„Führender Web 3.0-Anbieter“

9. Oktober 2007 von Wolfgang Sommergut

Vor ca. 3 Monaten hatte ich Vertreter der Firma living-e in der Redaktion zu Besuch, darunter den eben ernannten CEO Dr. Wolfgang Kemna. Er gilt als SAP-Urgestein und war über Jahrzehnte beim Walldorfer Konzern tätig, zuletzt als Chef der US-Niederlassung. Ich hatte mich schon darauf vorbereitet, die Zukunft seines relativ kleinen Unternehmens im Commodity-Markt für Web-Content-Management-System (WCMS) zu hinterfragen. Wie sich aber schnell herausstellte, verfolgte Kemna andere Pläne.

Gut ausgestattet mit Venture-Kapital von SAP-Mitbegründer und Milliardär Klaus Tschira benötigte er living-e nur als Firmenhülle. Die Wahl fiel auf dieses Unternehmen, weil es bereits an der Börse notiert war und seinen Sitz in Karlsruhe hatte, wo die Tschira-Stiftung in der Villa Bosch residiert. Die bisherigen Produkte werden im Interesse der bestehenden Kunden zwar weitergeführt, aber das Unternehmen sollte neu auf sematische Technolgien und Informations-Management ausgerichtet werden. Im Lauf unseres Gesprächs erwiesen sich die Pläne als sehr schwammig. Man wolle nicht in den Markt für Enterprise-Suche einsteigen und mit Autonomy oder FAST konkurrieren. Die Firma wolle im Bereich Ontologien tätig werden, sich aber auch dort nicht an Firmen wie Ontoprise oder der USU AG orientieren.

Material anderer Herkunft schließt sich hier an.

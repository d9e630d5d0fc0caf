//! Runs a registry over one repository and assembles the assessment.

use crate::assessor::Assessor;
use crate::registry::{CATALOG_VERSION, Registry};
use agentready_score::Scorer;
use agentready_types::assessment::Assessment;
use agentready_types::{Finding, FindingStatus, Repository};
use rayon::prelude::*;
use std::panic::{AssertUnwindSafe, catch_unwind};
use std::sync::Arc;
use thiserror::Error;
use tracing::{debug, warn};

#[derive(Debug, Error)]
pub enum ScanError {
    #[error("scanner parallelism must be at least 1")]
    ZeroParallelism,

    #[error("failed to start scanner worker pool: {0}")]
    Pool(String),
}

/// Runs every applicable assessor of a registry concurrently, bounded by
/// `parallelism`, and joins all findings before building the assessment.
#[derive(Debug, Clone)]
pub struct Scanner {
    registry: Registry,
    scorer: Scorer,
    parallelism: usize,
}

impl Scanner {
    pub fn new(registry: Registry, scorer: Scorer) -> Self {
        Self {
            registry,
            scorer,
            parallelism: std::thread::available_parallelism().map_or(1, |n| n.get()),
        }
    }

    pub fn with_parallelism(mut self, parallelism: usize) -> Self {
        self.parallelism = parallelism;
        self
    }

    pub fn registry(&self) -> &Registry {
        &self.registry
    }

    pub fn scorer(&self) -> &Scorer {
        &self.scorer
    }

    /// Same scanner restricted to another registry.
    pub fn with_registry(&self, registry: Registry) -> Self {
        Self {
            registry,
            scorer: self.scorer,
            parallelism: self.parallelism,
        }
    }

    pub fn scan(&self, repo: &Repository) -> Result<Assessment, ScanError> {
        let findings = self.findings(repo)?;
        let score = self.scorer.score_findings(&findings);
        debug!(
            root = %repo.root,
            overall = score.overall,
            findings = findings.len(),
            "assessment complete"
        );
        Ok(Assessment::new(repo.clone(), CATALOG_VERSION, findings, score))
    }

    /// Findings sorted by attribute id.
    pub fn findings(&self, repo: &Repository) -> Result<Vec<Finding>, ScanError> {
        if self.parallelism == 0 {
            return Err(ScanError::ZeroParallelism);
        }
        let pool = rayon::ThreadPoolBuilder::new()
            .num_threads(self.parallelism)
            .thread_name(|i| format!("agentready-scan-{i}"))
            .build()
            .map_err(|e| ScanError::Pool(e.to_string()))?;

        let mut findings: Vec<Finding> = pool.install(|| {
            self.registry
                .assessors()
                .par_iter()
                .map(|a| run_assessor(a, repo))
                .collect()
        });
        findings.sort_by(|a, b| a.attribute.id.cmp(&b.attribute.id));
        Ok(findings)
    }
}

/// Runs one assessor with its failure isolated to its own finding.
pub fn run_assessor(assessor: &Arc<dyn Assessor>, repo: &Repository) -> Finding {
    let attribute = assessor.attribute();
    let outcome = catch_unwind(AssertUnwindSafe(|| {
        if assessor.is_applicable(repo) {
            assessor.assess(repo)
        } else {
            Finding::not_applicable(attribute, "attribute does not apply to this repository")
        }
    }));

    let finding = match outcome {
        Ok(finding) => finding,
        Err(panic) => {
            let message = panic
                .downcast_ref::<&str>()
                .map(|s| (*s).to_string())
                .or_else(|| panic.downcast_ref::<String>().cloned())
                .unwrap_or_else(|| "unknown panic".to_string());
            Finding::error(attribute, format!("assessor panicked: {message}"))
        }
    };

    if let FindingStatus::Error { detail } = &finding.status {
        warn!(attribute_id = %attribute.id, detail = %detail, "assessor error");
    }
    finding
}
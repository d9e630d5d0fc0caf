//! Append-only store of baseline and impact results for one harness session.
//!
//! Writes go through a single writer (the harness task); readers may query
//! concurrently. When backed by a directory every record is persisted as
//! soon as it is appended:
//!
//! ```text
//! <dir>/baseline/summary.json
//! <dir>/assessors/<attribute_id>/impact.json
//! <dir>/summary.json
//! ```

use agentready_types::eval::{BaselineRun, EvalSummary, ImpactResult};
use anyhow::Context;
use camino::{Utf8Path, Utf8PathBuf};
use fs_err as fs;
use serde::Serialize;
use std::io::ErrorKind;
use std::sync::{PoisonError, RwLock, RwLockReadGuard, RwLockWriteGuard};
use tracing::{debug, warn};

#[derive(Debug, Default)]
struct LedgerState {
    baseline: Option<BaselineRun>,
    impacts: Vec<ImpactResult>,
}

#[derive(Debug, Default)]
pub struct ImpactLedger {
    state: RwLock<LedgerState>,
    dir: Option<Utf8PathBuf>,
}

impl ImpactLedger {
    pub fn in_memory() -> Self {
        Self::default()
    }

    pub fn persistent(dir: impl Into<Utf8PathBuf>) -> Self {
        Self {
            state: RwLock::default(),
            dir: Some(dir.into()),
        }
    }

    pub fn dir(&self) -> Option<&Utf8Path> {
        self.dir.as_deref()
    }

    fn read(&self) -> RwLockReadGuard<'_, LedgerState> {
        self.state.read().unwrap_or_else(PoisonError::into_inner)
    }

    fn write(&self) -> RwLockWriteGuard<'_, LedgerState> {
        self.state.write().unwrap_or_else(PoisonError::into_inner)
    }

    pub fn record_baseline(&self, baseline: BaselineRun) -> anyhow::Result<()> {
        if let Some(dir) = &self.dir {
            write_json(&dir.join("baseline").join("summary.json"), &baseline)?;
        }
        self.write().baseline = Some(baseline);
        Ok(())
    }

    /// Appends a result; earlier results are never replaced.
    pub fn record_impact(&self, impact: ImpactResult) -> anyhow::Result<()> {
        if let Some(dir) = &self.dir {
            let path = dir
                .join("assessors")
                .join(&impact.attribute_id)
                .join("impact.json");
            write_json(&path, &impact)?;
        }
        self.write().impacts.push(impact);
        Ok(())
    }

    pub fn write_summary(&self, summary: &EvalSummary) -> anyhow::Result<()> {
        match &self.dir {
            Some(dir) => write_json(&dir.join("summary.json"), summary),
            None => Ok(()),
        }
    }

    pub fn baseline(&self) -> Option<BaselineRun> {
        self.read().baseline.clone()
    }

    pub fn impacts(&self) -> Vec<ImpactResult> {
        self.read().impacts.clone()
    }

    pub fn len(&self) -> usize {
        self.read().impacts.len()
    }

    pub fn is_empty(&self) -> bool {
        self.read().impacts.is_empty()
    }

    /// Re-opens a persisted ledger. Unreadable or malformed impact files are
    /// logged and skipped; a missing directory yields an empty ledger.
    pub fn load(dir: impl Into<Utf8PathBuf>) -> anyhow::Result<Self> {
        let ledger = Self::persistent(dir);
        let Some(dir) = ledger.dir.clone() else {
            return Ok(ledger);
        };

        let baseline_path = dir.join("baseline").join("summary.json");
        if let Some(baseline) = read_optional_json::<BaselineRun>(&baseline_path)? {
            ledger.write().baseline = Some(baseline);
        }

        let assessors = dir.join("assessors");
        let listing = match fs::read_dir(&assessors) {
            Ok(listing) => listing,
            Err(e) if e.kind() == ErrorKind::NotFound => return Ok(ledger),
            Err(e) => return Err(e).with_context(|| format!("list {assessors}")),
        };
        let mut entries: Vec<_> = listing
            .filter_map(Result::ok)
            .filter_map(|e| e.file_name().into_string().ok())
            .collect();
        entries.sort();

        let mut impacts = Vec::new();
        for name in entries {
            let path = assessors.join(&name).join("impact.json");
            match read_optional_json::<ImpactResult>(&path) {
                Ok(Some(impact)) => impacts.push(impact),
                Ok(None) => {}
                Err(e) => warn!(path = %path, error = %format!("{e:#}"), "skipping unreadable impact"),
            }
        }
        debug!(dir = %dir, impacts = impacts.len(), "loaded impact ledger");
        ledger.write().impacts = impacts;
        Ok(ledger)
    }
}

fn write_json<T: Serialize>(path: &Utf8Path, value: &T) -> anyhow::Result<()> {
    if let Some(parent) = path.parent() {
        fs::create_dir_all(parent).with_context(|| format!("create {parent}"))?;
    }
    let mut bytes = serde_json::to_vec_pretty(value).context("serialize ledger record")?;
    bytes.push(b'\n');
    fs::write(path, bytes).with_context(|| format!("write {path}"))
}

/// `Ok(None)` when the file does not exist.
fn read_optional_json<T: serde::de::DeserializeOwned>(path: &Utf8Path) -> anyhow::Result<Option<T>> {
    let contents = match fs::read_to_string(path) {
        Ok(contents) => contents,
        Err(e) if e.kind() == ErrorKind::NotFound => return Ok(None),
        Err(e) => return Err(e).with_context(|| format!("read {path}")),
    };
    serde_json::from_str(&contents)
        .map(Some)
        .with_context(|| format!("parse {path}"))
}

#[cfg(test)]
mod tests {
    use super::*;
    use agentready_types::Tier;
    use agentready_types::eval::Significance;
    use chrono::Utc;
    use pretty_assertions::assert_eq;
    use tempfile::TempDir;

    fn baseline() -> BaselineRun {
        BaselineRun {
            samples: vec![60.0, 62.0],
            mean: 61.0,
            std_dev: 1.414,
            n: 2,
            dropped: vec![],
            fingerprint: "f".to_string(),
            recorded_at: Utc::now(),
        }
    }

    fn impact(id: &str, delta: f64) -> ImpactResult {
        ImpactResult {
            attribute_id: id.to_string(),
            attribute_name: id.to_string(),
            tier: Tier::Essential,
            baseline_mean: 61.0,
            post_mean: 61.0 + delta,
            delta,
            t_statistic: None,
            p_value: None,
            cohens_d: None,
            effect: None,
            significance: Significance::InsufficientData {
                reason: "test".to_string(),
            },
            iterations: 2,
            samples: vec![],
            dropped_samples: vec![],
            fixes_applied: 0,
            remediation_log: vec![],
        }
    }

    #[test]
    fn persisted_records_reload_and_bad_entries_are_skipped() {
        let temp = TempDir::new().expect("temp dir");
        let dir = Utf8PathBuf::from_path_buf(temp.path().to_path_buf()).expect("utf8");

        let ledger = ImpactLedger::persistent(dir.clone());
        ledger.record_baseline(baseline()).expect("baseline");
        ledger.record_impact(impact("readme_structure", 1.5)).expect("impact");
        ledger.record_impact(impact("claude_md_file", 3.0)).expect("impact");
        assert!(dir.join("baseline/summary.json").is_file());
        assert!(dir.join("assessors/claude_md_file/impact.json").is_file());

        fs::create_dir_all(dir.join("assessors/broken")).expect("mkdir");
        fs::write(dir.join("assessors/broken/impact.json"), "{not json").expect("write");

        let loaded = ImpactLedger::load(dir).expect("load");
        assert_eq!(loaded.baseline().map(|b| b.samples), Some(vec![60.0, 62.0]));
        let ids: Vec<String> = loaded.impacts().into_iter().map(|i| i.attribute_id).collect();
        assert_eq!(ids, vec!["claude_md_file", "readme_structure"]);
    }

    #[test]
    fn missing_files_load_as_an_empty_ledger() {
        let temp = TempDir::new().expect("temp dir");
        let dir = Utf8PathBuf::from_path_buf(temp.path().join("never-written")).expect("utf8");

        let loaded = ImpactLedger::load(dir.clone()).expect("load");
        assert!(loaded.baseline().is_none());
        assert!(loaded.is_empty());
        assert_eq!(loaded.dir(), Some(dir.as_path()));

        fs::create_dir_all(dir.join("assessors/pending")).expect("mkdir");
        let loaded = ImpactLedger::load(dir).expect("load");
        assert!(loaded.is_empty());
    }

    #[test]
    fn in_memory_ledger_writes_nothing() {
        let ledger = ImpactLedger::in_memory();
        ledger.record_impact(impact("a", 0.0)).expect("impact");
        assert_eq!(ledger.len(), 1);
        assert_eq!(ledger.dir(), None);
        ledger.write_summary(&EvalSummary {
            schema: String::new(),
            timestamp: Utc::now(),
            baseline: baseline(),
            impacts: vec![],
            tier_averages: vec![],
            total_tested: 0,
            significant_improvements: 0,
        })
        .expect("noop");
    }
}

Interessant an diesen vagen Aussichten fand ich, dass living-e anders rum aufgezäumt wurde, als dies bei Gründungen sonst der Fall ist. Am Anfang stand nicht eine Geschäfts- oder Produktidee, die sich mit Hilfe eines Kapitalgebers auf dem Markt durchsezten soll. Vielmehr begann der Neustart von living-e mit einem Sack Geld, für den in einem nicht genau umrissenen Technologiesektor eine Anlagemöglichkeit gesucht wurde. Die wesentliche Tätigkeit von Kemna bestand in den letzten Monaten darin, mögliche Übernahmekandidaten zu suchen, die living-e mit den ersehnten Technologien ausstatten würden – Eigenentwicklungen standen nicht auf der Tagesordnung.

Heute gab das Unternehmen in einer Pressemitteilung bekannt, dass es in der Saarbrücker Xtramind Technologies fündig geworden sei. Mit der Übernahme der Saarländer avanciere die auf 100 Mitarbeiter angewachsene living-e AG zum führenden Anbieter von Corporate Intelligence-Lösungen. Nicht genug damit: Laut Kemna eröffne die Bündelung beider Technologien die einmalige Chance, die führende Rolle bei der Bereitstellung intelligenter Unternehmenslösungen zur Verarbeitung von unstrukturierten Daten im rasant wachsenden Lösungsmarkt Web 3.0 einzunehmen. Auch wenn die nebulösen Pläne zu einer konkreten Übernahme geführt haben, so fürchte ich, dass die schemenhaften Umrisse des Web 3.0 noch wenig Anhaltspunkte für einen Möchtegern-Marktführer bieten.

Kategorie: Firmenstrategien Ein Kommentar »

Eine Antwort zu “„Führender Web 3.0-Anbieter“”

  1. DiPi sagt:

    sie nennen das laut Pressemitteilung „Konsolidierung“ ob und wie alles funktionieren soll, habe ich erlich gesagt nicht verstanden – aber vielleicht ist das alles zu hoch für mich…oder? Mit WEB 3.0 hat das IMHO nix zu tun.